I describe this control as “meaningful” for two reasons. First, I want to make clear that my interests (and what I maintain should inform the interests of the doxastic control debate generally) go beyond mere demonstration of control. Second, when I claim that we can exercise meaningful control, I am claiming not only that a certain kind of control of belief is possible, but also that the available form of control is valuable.
Though I make several claims and respond to numerous potential objections throughout the dissertation, I face two primary challenges, both of which involve taking minority positions in long-standing and ongoing debates. First, I argue that we can exert doxastic control. Second, and in support of the former, I argue against the claim that alternate possibilities are required for voluntary control.

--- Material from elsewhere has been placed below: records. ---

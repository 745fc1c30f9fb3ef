//! Per-file compile records and the run report.
//!
//! Two artifacts:
//! - the CSV report (`file,status,headers,flags,message,timestamp`), one row per
//!   attempted source file, written once at the end of a run
//! - an optional JSON run summary with aggregate counts

use chrono::{DateTime, Local, Utc};
use serde::{Deserialize, Serialize};
use std::fmt;
use std::path::{Path, PathBuf};

use crate::error::{BatchError, BatchResult};

/// Column order of the CSV report.
pub const REPORT_COLUMNS: [&str; 6] = ["file", "status", "headers", "flags", "message", "timestamp"];

/// Report status of one file.
#[derive(Debug, Clone, Copy, Serialize, Deserialize, PartialEq, Eq, Hash)]
pub enum RecordStatus {
    Success,
    /// Compiler rejected the source.
    Fail,
    Timeout,
    /// Compile result could not be filed (move/copy failed).
    ArtifactError,
}

impl RecordStatus {
    pub fn as_str(&self) -> &'static str {
        match self {
            RecordStatus::Success => "Success",
            RecordStatus::Fail => "Fail",
            RecordStatus::Timeout => "Timeout",
            RecordStatus::ArtifactError => "ArtifactError",
        }
    }

    pub fn is_success(&self) -> bool {
        matches!(self, RecordStatus::Success)
    }
}

impl fmt::Display for RecordStatus {
    fn fmt(&self, f: &mut fmt::Formatter<'_>) -> fmt::Result {
        f.write_str(self.as_str())
    }
}

/// One report row. Field order is the CSV column order.
#[derive(Debug, Clone, Serialize, Deserialize, PartialEq, Eq)]
pub struct CompileRecord {
    pub file: String,
    pub status: RecordStatus,
    /// Dependency tokens joined with `;`.
    pub headers: String,
    /// Flags joined with a single space.
    pub flags: String,
    pub message: String,
    pub timestamp: String,
}

impl CompileRecord {
    /// Build a record stamped with the current local time.
    pub fn new(
        file: impl Into<String>,
        status: RecordStatus,
        tokens: &[String],
        flags: &[String],
        message: impl Into<String>,
    ) -> Self {
        Self {
            file: file.into(),
            status,
            headers: tokens.join(";"),
            flags: flags.join(" "),
            message: message.into(),
            timestamp: Local::now().to_rfc3339(),
        }
    }
}

/// Aggregate counts for a run. Derived from the records.
#[derive(Debug, Clone, Default, Serialize, Deserialize, PartialEq, Eq)]
pub struct RunSummary {
    pub total: usize,
    pub succeeded: usize,
    pub failed: usize,
    pub timed_out: usize,
    pub artifact_errors: usize,
    /// Files never attempted because the run was cancelled.
    pub skipped: usize,
}

impl RunSummary {
    pub fn from_records(records: &[CompileRecord], skipped: usize) -> Self {
        let count = |status| records.iter().filter(|r| r.status == status).count();
        let succeeded = count(RecordStatus::Success);
        Self {
            total: records.len(),
            succeeded,
            failed: records.len() - succeeded,
            timed_out: count(RecordStatus::Timeout),
            artifact_errors: count(RecordStatus::ArtifactError),
            skipped,
        }
    }
}

/// JSON summary artifact.
#[derive(Debug, Clone, Serialize, Deserialize, PartialEq)]
pub struct RunSummaryArtifact {
    pub generated_at: DateTime<Utc>,
    pub input_dir: PathBuf,
    #[serde(flatten)]
    pub summary: RunSummary,
}

/// Collects records and persists them.
#[derive(Debug, Default)]
pub struct ResultRecorder {
    records: Vec<CompileRecord>,
}

impl ResultRecorder {
    pub fn new() -> Self {
        Self::default()
    }

    pub fn push(&mut self, record: CompileRecord) {
        self.records.push(record);
    }

    pub fn records(&self) -> &[CompileRecord] {
        &self.records
    }

    pub fn write_csv(&self, path: &Path) -> BatchResult<()> {
        write_report_csv(path, &self.records)
    }
}

impl From<Vec<CompileRecord>> for ResultRecorder {
    fn from(records: Vec<CompileRecord>) -> Self {
        Self { records }
    }
}

fn report_error(path: &Path, reason: impl fmt::Display) -> BatchError {
    BatchError::Report {
        path: path.to_path_buf(),
        reason: reason.to_string(),
    }
}

fn ensure_parent(path: &Path) -> BatchResult<()> {
    match path.parent() {
        Some(parent) if !parent.as_os_str().is_empty() => {
            std::fs::create_dir_all(parent).map_err(|e| report_error(path, e))
        }
        _ => Ok(()),
    }
}

/// Write the CSV report. The header row is written even for zero records.
pub fn write_report_csv(path: &Path, records: &[CompileRecord]) -> BatchResult<()> {
    ensure_parent(path)?;
    let mut writer = csv::WriterBuilder::new()
        .has_headers(false)
        .from_path(path)
        .map_err(|e| report_error(path, e))?;
    writer
        .write_record(REPORT_COLUMNS)
        .map_err(|e| report_error(path, e))?;
    for record in records {
        writer.serialize(record).map_err(|e| report_error(path, e))?;
    }
    writer.flush().map_err(|e| report_error(path, e))
}

/// Read a CSV report back.
pub fn read_report_csv(path: &Path) -> BatchResult<Vec<CompileRecord>> {
    let mut reader = csv::Reader::from_path(path).map_err(|e| report_error(path, e))?;
    reader
        .deserialize()
        .collect::<Result<Vec<CompileRecord>, _>>()
        .map_err(|e| report_error(path, e))
}

/// Write the JSON summary in pretty format.
pub fn write_summary_json(path: &Path, artifact: &RunSummaryArtifact) -> BatchResult<()> {
    ensure_parent(path)?;
    let content = serde_json::to_string_pretty(artifact).map_err(|e| report_error(path, e))?;
    std::fs::write(path, content).map_err(|e| report_error(path, e))
}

Doxastic control is most frequently denied because we lack the ability to believe at-will. Particularly prominent within the debate is a form of at-will control brought to the fore by Bernard Williams. On this conception, one acts at-will when the action performed is basic or immediate in the sense of having no intermediate steps, i.e. voluntarily winking, smiling or raising one’s arm (the most frequently used example). The other form of at-will control I address is articulated by Pamela Hieronymi. On her view, one acts at-will when one’s decision to act is sensitive to practical reasons. Examples of this form of at-will control include any action that is performed in order to make someone happy or because a practical reason such as this could have served as a reason to do so. Belief falls short of the at-will standard in the first sense because belief cannot voluntarily be brought about without intermediate steps. That is, you cannot, right now, believe that you are eight feet tall. In the second sense, belief falls short of at-will control because the decision whether to believe that p is not responsive to practical reasons. In fact, in both cases the only thing relevant to answering the question whether to believe that p is evidence speaking for or against p, and therein lies the rub.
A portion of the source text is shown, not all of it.